[Spark] Make MergeIntoSuiteBase agnostic to name/path-based access (delta-io#4809)

ctring · web-flow · commit 9e183e68f9eb · 2025-07-07T17:10:01.000-07:00
#### Which Delta project/connector is this regarding?  - [x] Spark - [ ] Standalone - [ ] Flink - [ ] Kernel - [ ] Other (fill in here) ## Description This PR is a continuation of delta-io#4808. Here, we continue pushing the `DeltaDMLByPathTestUtils` trait down closer to the MergeInto suites. In the process, we need to change all explicit path-based accesses to more generic constructs such as `tableSQLIdentifier` and `readDeltaTableByIdentifier`, which can be overrode with either `DeltaDMLByPathTestUtils` or `DeltaDMLByNameTestUtils` (to be added later) traits. ## How was this patch tested? Existing UTs ## Does this PR introduce _any_ user-facing changes? No
diff --git a/spark/src/test/scala/org/apache/spark/sql/delta/DeltaTestUtils.scala b/spark/src/test/scala/org/apache/spark/sql/delta/DeltaTestUtils.scala
@@ -42,7 +42,7 @@ import org.scalatest.BeforeAndAfterEach
 
 import org.apache.spark.{SparkContext, SparkFunSuite, SparkThrowable}
 import org.apache.spark.scheduler.{JobFailed, SparkListener, SparkListenerJobEnd, SparkListenerJobStart}
-import org.apache.spark.sql.{AnalysisException, DataFrame, SparkSession}
+import org.apache.spark.sql.{AnalysisException, DataFrame, DataFrameWriter, SparkSession}
 import org.apache.spark.sql.catalyst.TableIdentifier
 import org.apache.spark.sql.catalyst.plans.logical.LogicalPlan
 import org.apache.spark.sql.catalyst.util.{quietly, FailFastMode}
@@ -578,20 +578,11 @@ trait DeltaDMLTestUtils
   protected def tableSQLIdentifier: String
 
   protected def append(df: DataFrame, partitionBy: Seq[String] = Nil): Unit = {
-    import DeltaTestUtils.TableIdentifierOrPath
-
     val dfw = df.write.format("delta").mode("append")

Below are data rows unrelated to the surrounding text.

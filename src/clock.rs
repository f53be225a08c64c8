//! Time sources for the circuit breaker.
//!
//! The breaker never reads the system clock directly. Every timeout decision
//! goes through a [`Clock`], so tests can freeze and advance time at will.

use std::sync::atomic::{AtomicU64, Ordering};
use std::sync::Arc;
use std::time::{Duration, Instant};

/// A monotonic time source.
pub trait Clock: Send + Sync + 'static {
    /// Returns the current instant.
    fn now(&self) -> Instant;
}

/// Clock backed by [`Instant::now`].
#[derive(Debug, Clone, Copy, Default)]
pub struct MonotonicClock;

impl Clock for MonotonicClock {
    fn now(&self) -> Instant {
        Instant::now()
    }
}

/// A clock that only moves when told to.
///
/// Cloning yields a handle to the same underlying time, so a test can keep one
/// handle and give another to the breaker.
#[derive(Debug, Clone)]
pub struct ManualClock {
    inner: Arc<ManualClockInner>,
}

#[derive(Debug)]
struct ManualClockInner {
    origin: Instant,
    offset_nanos: AtomicU64,
}

impl Default for ManualClock {
    fn default() -> Self {
        Self::new()
    }
}

impl ManualClock {
    /// Creates a clock frozen at the current instant.
    pub fn new() -> Self {
        Self {
            inner: Arc::new(ManualClockInner {
                origin: Instant::now(),
                offset_nanos: AtomicU64::new(0),
            }),
        }
    }

    /// Moves the clock forward.
    pub fn advance(&self, by: Duration) {
        let nanos = u64::try_from(by.as_nanos()).unwrap_or(u64::MAX);
        self.inner.offset_nanos.fetch_add(nanos, Ordering::AcqRel);
    }

    /// Total time advanced since the clock was created.
    pub fn elapsed(&self) -> Duration {
        Duration::from_nanos(self.inner.offset_nanos.load(Ordering::Acquire))
    }
}

impl Clock for ManualClock {
    fn now(&self) -> Instant {
        self.inner.origin + self.elapsed()
    }
}
use dependency_breaker::{
    BreakerConfig, BreakerConfigInput, BreakerError, CallOutcome, CircuitBreaker, CircuitState,
    ConfigError, HookRegistry, InternalError, ManualClock, MetricSink, RejectionKind,
    StateTransition, TransitionReason,
};
use std::error::Error;
use std::fmt;
use std::panic::{self, AssertUnwindSafe};
use std::sync::atomic::{AtomicBool, AtomicU32, Ordering};
use std::sync::{Arc, Barrier, Mutex};
use std::thread;
use std::time::Duration;

// Custom error type that implements Error trait
#[derive(Debug, PartialEq)]
struct TestError(String);

impl TestError {
    fn new(msg: &str) -> Self {
        TestError(msg.to_string())
    }
}

impl fmt::Display for TestError {
    fn fmt(&self, f: &mut fmt::Formatter<'_>) -> fmt::Result {
        write!(f, "Test error: {}", self.0)
    }
}

impl Error for TestError {}

fn breaker(clock: &ManualClock, failures: u32, successes: u32, probes: u32) -> CircuitBreaker {
    CircuitBreaker::builder()
        .failure_threshold(failures)
        .success_threshold(successes)
        .half_open_max_concurrent_probes(probes)
        .open_timeout(Duration::from_secs(1))
        .clock(clock.clone())
        .build()
        .unwrap()
}

fn fail(breaker: &CircuitBreaker) -> Result<String, BreakerError<TestError>> {
    breaker.call(|| Err(TestError::new("error")))
}

fn succeed(breaker: &CircuitBreaker) -> Result<String, BreakerError<TestError>> {
    breaker.call(|| Ok("success".to_string()))
}

#[test]
fn test_trip_probe_and_recover_scenario() {
    let clock = ManualClock::new();
    let breaker = breaker(&clock, 3, 1, 1);
    assert_eq!(breaker.current_state(), CircuitState::Closed);

    for _ in 0..3 {
        assert!(matches!(fail(&breaker), Err(BreakerError::Operation(_))));
    }
    assert_eq!(breaker.current_state(), CircuitState::Open);

    // Within the open timeout the operation must not run.
    clock.advance(Duration::from_millis(300));
    let invoked = AtomicU32::new(0);
    let result = breaker.call(|| {
        invoked.fetch_add(1, Ordering::SeqCst);
        Ok::<_, TestError>(())
    });
    match result {
        Err(BreakerError::CircuitOpen { state, retry_after }) => {
            assert_eq!(state, CircuitState::Open);
            assert_eq!(retry_after, Duration::from_millis(700));
        }
        other => panic!("expected CircuitOpen, got {other:?}"),
    }
    assert_eq!(invoked.load(Ordering::SeqCst), 0);

    // The first call after the timeout is dispatched as a probe.
    clock.advance(Duration::from_millis(700));
    let observed = Mutex::new(None);
    let result = breaker.call(|| {
        *observed.lock().unwrap() = Some(breaker.current_state());
        Ok::<_, TestError>("probe")
    });
    assert_eq!(result.unwrap(), "probe");
    assert_eq!(*observed.lock().unwrap(), Some(CircuitState::HalfOpen));
    assert_eq!(breaker.current_state(), CircuitState::Closed);

    let reasons: Vec<_> = breaker
        .state_history()
        .into_iter()
        .map(|t| (t.from, t.to, t.reason))
        .collect();
    assert_eq!(
        reasons,
        vec![
            (
                CircuitState::Closed,
                CircuitState::Open,
                TransitionReason::FailureThresholdReached { failures: 3 }
            ),
            (
                CircuitState::Open,
                CircuitState::HalfOpen,
                TransitionReason::OpenTimeoutElapsed
            ),
            (
                CircuitState::HalfOpen,
                CircuitState::Closed,
                TransitionReason::ProbesSucceeded { successes: 1 }
            ),
        ]
    );
}

#[test]
fn test_half_open_failure_reopens() {
    let clock = ManualClock::new();
    let breaker = breaker(&clock, 1, 1, 1);

    let _ = fail(&breaker);
    assert_eq!(breaker.current_state(), CircuitState::Open);
    let first_opened = breaker.state_data().last_state_change_at;

    clock.advance(Duration::from_secs(2));
    let result = fail(&breaker);
    assert!(matches!(result, Err(BreakerError::Operation(_))));

    let data = breaker.state_data();
    assert_eq!(data.state, CircuitState::Open);
    assert_eq!(data.consecutive_successes, 0);
    assert_eq!(data.last_state_change_at, first_opened + Duration::from_secs(2));

    // The refreshed timestamp restarts the open timeout.
    assert!(matches!(
        succeed(&breaker),
        Err(BreakerError::CircuitOpen { .. })
    ));
}

#[test]
fn test_success_threshold_resets_counters() {
    let clock = ManualClock::new();
    let breaker = breaker(&clock, 2, 2, 2);

    let _ = fail(&breaker);
    let _ = fail(&breaker);
    clock.advance(Duration::from_secs(1));

    assert!(succeed(&breaker).is_ok());
    let data = breaker.state_data();
    assert_eq!(data.state, CircuitState::HalfOpen);
    assert_eq!(data.consecutive_successes, 1);

    assert!(succeed(&breaker).is_ok());
    let data = breaker.state_data();
    assert_eq!(data.state, CircuitState::Closed);
    assert_eq!(data.consecutive_failures, 0);
    assert_eq!(data.consecutive_successes, 0);
}
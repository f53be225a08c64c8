//! Re-exports the types most callers need.
//!
//! # Example
//! ```rust,no_run
//! use dependency_breaker::prelude::*;
//!
//! let breaker: CircuitBreaker = CircuitBreaker::new(BreakerConfig::default());
//! let result: BreakerResult<u32, std::io::Error> = breaker.call(|| Ok(7));
//! ```

pub use crate::breaker::CircuitBreaker;
pub use crate::config::{BreakerConfig, BreakerConfigInput};
pub use crate::error::{BreakerError, BreakerResult, ConfigError};
pub use crate::state::CircuitState;
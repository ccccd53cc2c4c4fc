//! Session Middleware
//!
//! `attach_session` runs on every request: it restores the session from
//! the cookie token, exposes it through [`SessionCtx`] and [`AuthState`]
//! extensions, and persists changes after the handler. `require_auth`
//! guards protected routes, stashing the attempted URL so the login
//! flow can send the user back where they were headed.

use axum::body::Body;
use axum::extract::{OriginalUri, State};
use axum::http::{header, Request};
use axum::middleware::Next;
use axum::response::{IntoResponse, Redirect, Response};
use std::sync::Arc;

use crate::application::config::AuthConfig;
use crate::application::restore_session::{RestoreSessionUseCase, RestoredSession};
use crate::application::session_token::issue_session_token;
use crate::domain::auth_state::AuthState;
use crate::domain::entity::session::Session;
use crate::domain::repository::{SessionRepository, UserRepository};
use crate::presentation::context::{SessionCtx, SessionOutcome};

/// Flash shown when an anonymous user hits a protected route
pub const LOGIN_REQUIRED_MESSAGE: &str = "You must be logged in!";

/// Session middleware state
#[derive(Clone)]
pub struct SessionMiddlewareState<R>
where
    R: UserRepository + SessionRepository + Clone + Send + Sync + 'static,
{
    pub repo: Arc<R>,
    pub config: Arc<AuthConfig>,
}

/// Middleware that attaches a session to every request
pub async fn attach_session<R>(
    State(state): State<SessionMiddlewareState<R>>,
    mut req: Request<Body>,
    next: Next,
) -> Response
where
    R: UserRepository + SessionRepository + Clone + Send + Sync + 'static,
{
    let token =
        platform::cookie::extract_cookie(req.headers(), &state.config.session_cookie_name);

    let use_case = RestoreSessionUseCase::new(state.repo.clone(), state.config.clone());
    let restored = match use_case.execute(token.as_deref()).await {
        Ok(restored) => restored,
        Err(error) => {
            // Not even an anonymous session could be created; without a
            // session the rest of the pipeline cannot run.
            tracing::error!(error = %error, "Failed to establish a session");
            return error.into_response();
        }
    };

    let RestoredSession {
        session,
        auth,
        is_new,
    } = restored;

    // Issue the cookie up front; it is only attached if the handler
    // does not replace the session with its own.
    let new_cookie = is_new.then(|| {
        let token = issue_session_token(&state.config, session.session_id);
        platform::cookie::set_cookie_header(&state.config.cookie_config(), &token)
    });

    let ctx = SessionCtx::new(session);
    req.extensions_mut().insert(ctx.clone());
    req.extensions_mut().insert(auth);

    let mut response = next.run(req).await;

    match ctx.outcome() {
        SessionOutcome::Discarded => {
            // Login/signup rotated the session and set its own cookie
            return response;
        }
        SessionOutcome::Dirty(session) => {
            if let Err(error) = state.repo.save_session(&session).await {
                tracing::error!(
                    error = %error,
                    session_id = %session.session_id,
                    "Failed to persist session"
                );
            }
        }
        SessionOutcome::Clean(session) => {
            touch_if_idle(&state, &session).await;
        }
    }

    if let Some(cookie) = new_cookie {
        response.headers_mut().append(header::SET_COOKIE, cookie);
    }

    response
}

/// Middleware that requires an authenticated user
///
/// Must run inside `attach_session` so the stashed redirect target and
/// the flash survive into the next request.
pub async fn require_auth(req: Request<Body>, next: Next) -> Result<Response, Response> {
    let authenticated = req
        .extensions()
        .get::<AuthState>()
        .is_some_and(AuthState::is_authenticated);

    if authenticated {
        return Ok(next.run(req).await);
    }

    if let Some(ctx) = req.extensions().get::<SessionCtx>() {
        ctx.set_return_to(attempted_url(&req));
        ctx.flash_error(LOGIN_REQUIRED_MESSAGE);
    }

    Err(Redirect::to("/login").into_response())
}

/// Refresh activity on unmodified sessions, at most once per threshold
/// window.
async fn touch_if_idle<R>(state: &SessionMiddlewareState<R>, session: &Session)
where
    R: UserRepository + SessionRepository + Clone + Send + Sync + 'static,
{
    if !session.needs_touch(state.config.touch_threshold()) {
        return;
    }

    let expires_at_ms = Session::expiry_after(state.config.session_ttl());
    if let Err(error) = state
        .repo
        .touch_session(session.session_id, expires_at_ms)
        .await
    {
        tracing::error!(
            error = %error,
            session_id = %session.session_id,
            "Failed to touch session"
        );
    }
}

/// Full path and query of the request, preferring the pre-nesting URI
fn attempted_url(req: &Request<Body>) -> String {
    let uri = req
        .extensions()
        .get::<OriginalUri>()
        .map(|original| original.0.clone())
        .unwrap_or_else(|| req.uri().clone());

    uri.path_and_query()
        .map(|pq| pq.as_str().to_string())
        .unwrap_or_else(|| uri.path().to_string())
}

     if (partitionBy.nonEmpty) {
       dfw.partitionBy(partitionBy: _*)
     }
-    getTableIdentifierOrPath(tableSQLIdentifier) match {
-      case TableIdentifierOrPath.Identifier(id, _) => dfw.saveAsTable(id.toString)
-      // A cleaner way to write this is to just use `saveAsTable` where the
-      // table name is delta.`path`. However, it will throw an error when
-      // we use "append" mode and the table does not exist, so we use `save`
-      // here instead.
-      case TableIdentifierOrPath.Path(path, _) => dfw.save(path)
-    }
+    writeTable(dfw, tableSQLIdentifier)
   }
 
   protected def withKeyValueData(
@@ -633,10 +624,24 @@ trait DeltaDMLTestUtils
    * Reads a delta table by its identifier. The identifier can either be the table name or table
    * path that is in the form of delta.`tablePath`.
    */
-  protected def readDeltaTableByIdentifier(tableIdentifier: String): DataFrame = {
+  protected def readDeltaTableByIdentifier(
+      tableIdentifier: String = tableSQLIdentifier): DataFrame = {
     spark.read.format("delta").table(tableIdentifier)
   }
 
+  protected def writeTable[T](dfw: DataFrameWriter[T], tableName: String): Unit = {
+    import DeltaTestUtils.TableIdentifierOrPath
+
+    getTableIdentifierOrPath(tableName) match {
+      case TableIdentifierOrPath.Identifier(id, _) => dfw.saveAsTable(id.toString)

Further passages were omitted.